A "controlled substance offense" is defined in § 4B1.2 of the Guidelines as:
an offense under federal or state law, punishable by imprisonment for a term exceeding one year, that prohibits the manufacture, import, export, distribution, or dispensing of a controlled substance (or a counterfeit substance) or the possession of a controlled substance (or a counterfeit substance) with intent to manufacture, import, export, distribute, or dispense.

Rule 4(b) provides that "[i]f it plainly appears from the motion, any attached exhibits, and the record of prior proceedings that the moving party is not entitled to relief, the judge must dismiss the motion and direct the clerk to notify the moving party."

PROCEDURAL BACKGROUND

On July 6, 2012, Petitioner pleaded guilty, pursuant to a plea agreement, to Count Seven of the Indictment which charged Petitioner with distribution of 28 grams or more of cocaine base in violation of 21 U.S.C. § 841(a)(1) and (b)(1)(B)(iii) & 18 U.S.C. § 2 (CR Dkts. 1, 49, 52, 56). On December 3, 2012, Petitioner was sentenced to one hundred eighty-eight (188) months in prison to be followed by eight years of supervised release (CR Dkts. 77, 80).

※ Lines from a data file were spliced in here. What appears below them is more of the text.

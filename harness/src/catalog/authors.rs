//! Case table for the Authors collection
//!
//! Boundary and equivalence classes mirrored with the Books table: happy
//! paths, missing/blank required field, bad ids, duplicates, wrong-typed
//! fields and syntactically invalid payloads.

use shared::Author;

use crate::client::Payload;
use crate::validator::ExpectedOutcome;

use super::{Priority, TestCase};

pub(super) fn cases() -> Vec<TestCase> {
    vec![
        // --- Priority: P1 ---
        TestCase::create(
            Priority::P1,
            "TC02 (P1): Create new author - all fields valid",
            Payload::resource(&Author::new(6001, Some("TC02 Happy Path"), Some("Author bio"), Some("1980-01-01"))),
            ExpectedOutcome::status(201).field_equals("name", "TC02 Happy Path"),
        ),
        TestCase::create(
            Priority::P1,
            "TC16 (P1): Missing required name",
            Payload::resource(&Author::new(6002, None, Some("No name field"), Some("1990-02-02"))),
            ExpectedOutcome::status(400),
        ),
        TestCase::create(
            Priority::P1,
            "TC22 (P1): Name is empty string",
            Payload::resource(&Author::new(6003, Some(""), Some("Blank name"), Some("1985-05-05"))),
            ExpectedOutcome::status(400),
        ),
        TestCase::create(
            Priority::P1,
            "TC22 (P1): Name spaces only",
            Payload::resource(&Author::new(6004, Some("   "), Some("Name with spaces only"), Some("1986-06-06"))),
            ExpectedOutcome::status(400),
        ),
        // --- Priority: P2 ---
        TestCase::create(
            Priority::P2,
            "TC07 (P2): Create new author, all valid",
            Payload::resource(&Author::new(6101, Some("TC07 All Valid"), Some("All valid fields"), Some("1975-12-31"))),
            ExpectedOutcome::status(201).field_equals("name", "TC07 All Valid"),
        ),
        TestCase::update(
            Priority::P2,
            "TC08 (P2): Update with new data",
            6102,
            Payload::resource(&Author::new(6102, Some("TC08 Update"), Some("Updated bio"), Some("1970-03-15"))),
            ExpectedOutcome::status(200).field_equals("bio", "Updated bio"),
        ),
        TestCase::create(
            Priority::P2,
            "TC19 (P2): Negative id",
            Payload::resource(&Author::new(-1, Some("Negative ID"), Some("Negative test"), Some("1971-07-07"))),
            ExpectedOutcome::status(400),
        ),
        TestCase::create(
            Priority::P2,
            "TC20 (P2): id zero",
            Payload::resource(&Author::new(0, Some("Zero ID"), Some("Zero id test"), Some("1972-08-08"))),
            ExpectedOutcome::status(400),
        ),
        TestCase::create(
            Priority::P2,
            "TC23 (P2): Duplicate ID",
            Payload::resource(&Author::new(6001, Some("TC23 Duplicate"), Some("Duplicate ID test"), Some("1973-09-09"))),
            ExpectedOutcome::status(409),
        ),
        TestCase::get_by_id(
            Priority::P2,
            "TC11 (P2): Get author by non-existing ID",
            999999,
            ExpectedOutcome::status(404),
        ),
        // --- Priority: P3 ---
        TestCase::update(
            Priority::P3,
            "TC28 (P3): Update with non-existent ID",
            99999,
            Payload::resource(&Author::new(99999, Some("TC28 NonExist"), Some("Update non-existing"), Some("1960-01-01"))),
            ExpectedOutcome::status(404),
        ),
        TestCase::create(
            Priority::P3,
            "TC27 (P3): String value in id field",
            Payload::raw(r#"{"id":"abc","name":"Type Probe","bio":"id as string","birthDate":"1970-01-01"}"#),
            ExpectedOutcome::status_one_of(&[400, 422]),
        ),
        TestCase::create(
            Priority::P3,
            "TC33 (P3): Malformed JSON body",
            Payload::raw(r#"{"id":, "name":"Missing value""#),
            ExpectedOutcome::status(400),
        ),
        TestCase::get_by_id(
            Priority::P3,
            "TC37 (P3): Get author by alphabetic ID",
            "abc",
            ExpectedOutcome::status_one_of(&[400, 422]),
        ),
    ]
}
//! Shared building blocks for the Bookstore API contract-test harness
//!
//! Contains only the pieces used by more than one member: the error
//! taxonomy, harness configuration, wire models for the two resource
//! collections, and tracing setup.

pub mod config;
pub mod errors;
pub mod logging;
pub mod model;

pub use config::HarnessConfig;
pub use errors::{HarnessError, HarnessResult};
pub use model::{Author, Book};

In doing so, the Court treated the Petitioner as a career offender pursuant to U.S.S.G. § 4B1.1 based on two state convictions for fleeing and eluding, and one state conviction for possession of cocaine with the intent to sell or deliver.

See Presentence Report, paragraph 44.

Petitioner did not file a direct appeal. Petitioner signed his Section 2255 motion on June 14, 2014 (CV Dkt. 1 at docket p. 13).

DISCUSSION

I. The Motion is Time-Barred

This Court has discretion to sua sponte raise the issue of the timeliness of Petitioner's § 2255 motion. See Day v. McDonough, 547 U.S. 198, 209 (2006) (holding that a district court is permitted to consider, sua sponte, the timeliness of a state prisoner's habeas petition, but noting that "before acting on its own initiative, a court must accord the parties fair notice and an opportunity to present their positions"), and Jackson v. Sec'y, Dep't of Corr., 292 F.3d 1347, 1349 (11th Cir. 2002) (holding that a district court possesses discretion to sua sponte raise the issue of the timeliness of a Section 2254 application for habeas corpus). See also Gay v. United States, 816 F.2d 614, 616 n.l (11th Cir. 1987) ("[T]he principles developed in habeas cases also apply to Section 2255 motions.") (citation omitted). In responding to question 18 on the standard form for a Section 2255 motion to vacate, which instructs a petitioner to "explain why the one-year statute of limitations as contained in 28 U.S.C. § 2255 does not bar your motion[,]" Petitioner asserted that "the memorandum of law contains an argument addressing the timeliness of the motion under 28 USC § 2255(f)(3) in light of Descamps v. United States, 133 S. Ct. 2276 (2013)." (CV Dkt. 1, p. 12). Petitioner's answer to question 18 and his statements in his memorandum of law (see CV Dkt. 2 at p. 4) demonstrate that he understood the need to explain why this court should not dismiss his motion as untimely. Accordingly, Petitioner was afforded sufficient notice and opportunity to present his position on the timeliness of his motion. Day v. McDonough, 547 U.S. at 209.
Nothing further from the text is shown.